Сатиры в прозе. Сатира вторая
САТИРЫ В ПРОЗЕ
Сатира II
На одном вечере читал с листа свои произведения человечек невысокого роста, худой и бледный. Казалось, он был полон желчи. В руках он держал кипу листов бумаги, причем держал ее таким образом, как может держать лишь голодный только что доставшийся ему приличный кусок сала. Прямо напротив него в зале среди других расположился внимательный зритель или слушатель - как вам будет угодно. Он представлял собой полную противоположность чтецу.
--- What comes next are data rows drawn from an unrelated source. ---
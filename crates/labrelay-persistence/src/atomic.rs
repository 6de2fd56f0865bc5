//! Atomic file operations for crash-safe persistence.
//!
//! Documents are written to a sibling temp file which is then renamed over
//! the target, so readers never observe a half-written credential table or
//! config file. The temp file is created with mode 0600 on unix, and the
//! rename preserves it.

use std::fs;
use std::io::{ErrorKind, Write};
use std::path::Path;

use serde::de::DeserializeOwned;
use serde::Serialize;

use crate::error::{PersistenceError, Result};

/// Replaces the contents of `path` with `data` in one rename.
pub fn atomic_write(path: &Path, data: &[u8]) -> Result<()> {
    let dir = match path.parent() {
        Some(parent) if !parent.as_os_str().is_empty() => parent,
        _ => Path::new("."),
    };
    fs::create_dir_all(dir).map_err(|source| PersistenceError::DirectoryError {
        path: dir.to_path_buf(),
        source,
    })?;

    let write_err = |source: std::io::Error| PersistenceError::WriteError {
        path: path.to_path_buf(),
        source,
    };

    let mut temp = tempfile::NamedTempFile::new_in(dir).map_err(write_err)?;
    temp.write_all(data).map_err(write_err)?;
    temp.as_file().sync_all().map_err(write_err)?;
    temp.persist(path).map_err(|e| write_err(e.error))?;
    Ok(())
}

/// Serializes `value` as pretty JSON and writes it atomically.
pub fn atomic_write_json<T: Serialize>(path: &Path, value: &T) -> Result<()> {
    let mut json = serde_json::to_vec_pretty(value)?;
    json.push(b'\n');
    atomic_write(path, &json)
}

/// Reads a JSON document, returning `None` when the file does not exist.
///
/// A file that exists but does not parse is an error, never `None`.
pub fn read_json_optional<T: DeserializeOwned>(path: &Path) -> Result<Option<T>> {
    let data = match fs::read(path) {
        Ok(data) => data,
        Err(e) if e.kind() == ErrorKind::NotFound => return Ok(None),
        Err(source) => {
            return Err(PersistenceError::ReadError {
                path: path.to_path_buf(),
                source,
            })
        }
    };
    Ok(Some(serde_json::from_slice(&data)?))
}
//! State shared by webhook requests.

use std::sync::Arc;

use labrelay_matrix::RoomSender;

use crate::render::RenderOptions;

/// Shared state for the webhook handler.
#[derive(Clone)]
pub struct WebhookState {
    /// Where notifications go.
    pub sender: Arc<dyn RoomSender>,
    /// Expected `X-Gitlab-Token`; empty disables the check.
    pub secret: Arc<str>,
    pub render: RenderOptions,
}

impl WebhookState {
    pub fn new(sender: Arc<dyn RoomSender>, secret: &str, render: RenderOptions) -> Self {
        Self {
            sender,
            secret: Arc::from(secret),
            render,
        }
    }

    /// Whether a delivery carrying `token` may be processed.
    pub fn accepts_token(&self, token: Option<&str>) -> bool {
        if self.secret.is_empty() {
            return true;
        }
        token.is_some_and(|token| constant_time_eq(token.as_bytes(), self.secret.as_bytes()))
    }
}

/// Byte equality whose running time does not depend on where the inputs differ.
fn constant_time_eq(a: &[u8], b: &[u8]) -> bool {
    if a.len() != b.len() {
        return false;
    }
    a.iter().zip(b).fold(0u8, |diff, (x, y)| diff | (x ^ y)) == 0
}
Это был толстячок с лысой головой и личиком, глядя на которое сразу вспоминался известный фильм "Налево от лифта", где лицо героя сравнили с попкой младенца. Я потому так свободно говорю о его внешности, что и сам обладаю примерно такой же. Он был румян и пригож собою. (Я, кстати сказать, тоже недурен. Делаю это замечание для дам ).
- Кто это такой? - спросил я своего соседа, человека в очках с металлической оправой.
-Вы разве не знаете! - удивился он, - Это же Жванецкий! Или вы не допускаете, чтобы столь известное лицо могло находиться сейчас в этом зале? Однако согласитесь, что где-то должны ведь находиться и самые что ни на есть известные люди. Ведь не могут же они нигде не быть!
-Вы так полагаете? А вот Наполеона нигде нет, а между тем он будет более знаменит, нежели ваш Жванецкий.
Мой собеседник уставился на меня, как смотрел на пассажиров в поезде проводник из стихотворения Маяковского о паспорте. Должен признаться, на меня иногда находит, т.е. я начинаю медленно двигаться по фазе, по выражению одной юной поэтессы на данном сайте. Однажды, когда я был на приеме в Кремле, где мне должны были вручить орден "За заслуги перед Отечеством", я в самую минуту этого вручения вдруг возымел трудно преодолимое желание скрутить кукиш. Я уже полез правой рукой в карман пиджака, словно бы за носовым платком, чтобы без всяких помех и последствий скрутить там кукиш, как вовремя одумался. Мне пришла в голову мысль, что хотя моего кукиша никто и не увидит, однако я не смогу удержаться от того, чтобы не прыснуть со смеху. Если бы не моя веселость, я бы не сделался бизнесменом и не скопил бы тех деньжищ, которыми в данный момент обладаю. Вернемся, однако, к теме данного рассказа.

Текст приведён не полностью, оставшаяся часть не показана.